## Action item
In the material below, the lines containing the word "MapGenError" are required; copy each of them.

## Records for the exercise
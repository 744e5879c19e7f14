use thiserror::Error;

/// Everything that can stop a map from being generated.
#[derive(Error, Debug)]
pub enum MapGenError {
    #[error("Unknown map builder '{0}'")]
    UnknownBuilder(String),

    #[error("No map builder selected")]
    MissingBuilder,

    #[error("Invalid map dimensions {width}x{height}: {reason}")]
    InvalidDimensions {
        width: i32,
        height: i32,
        reason: String,
    },

    #[error("Invalid value for '{name}': {reason}")]
    InvalidParameter { name: &'static str, reason: String },

    #[error("Could not read config: {0}")]
    Io(#[from] std::io::Error),

    #[error("Malformed config: {0}")]
    Config(#[from] serde_json::Error),
}

impl MapGenError {
    pub(crate) fn parameter(name: &'static str, reason: impl Into<String>) -> Self {
        MapGenError::InvalidParameter {
            name,
            reason: reason.into(),
        }
    }
}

## Solution for this exercise
pub enum MapGenError {
impl MapGenError {
        MapGenError::InvalidParameter {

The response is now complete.